━━ Available records ━━

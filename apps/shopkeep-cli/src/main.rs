//! # Shopkeep Entry Point
//!
//! Parses flags and hands over to [`shopkeep_cli::run`]. Exits with status 1
//! if startup fails (bad config, malformed backing file, unwritable log).

use std::process::ExitCode;

use clap::Parser;
use shopkeep_cli::Cli;

fn main() -> ExitCode {
    let cli = Cli::parse();

    match shopkeep_cli::run(cli) {
        Ok(()) => ExitCode::SUCCESS,
        Err(err) => {
            eprintln!("shopkeep: {}", err);
            ExitCode::FAILURE
        }
    }
}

━━━

Exercise details »
Collect each line of the entries that has the word "ExitCode", copying it in full.

Reply to the task »
use std::process::ExitCode;
fn main() -> ExitCode {
        Ok(()) => ExitCode::SUCCESS,
            ExitCode::FAILURE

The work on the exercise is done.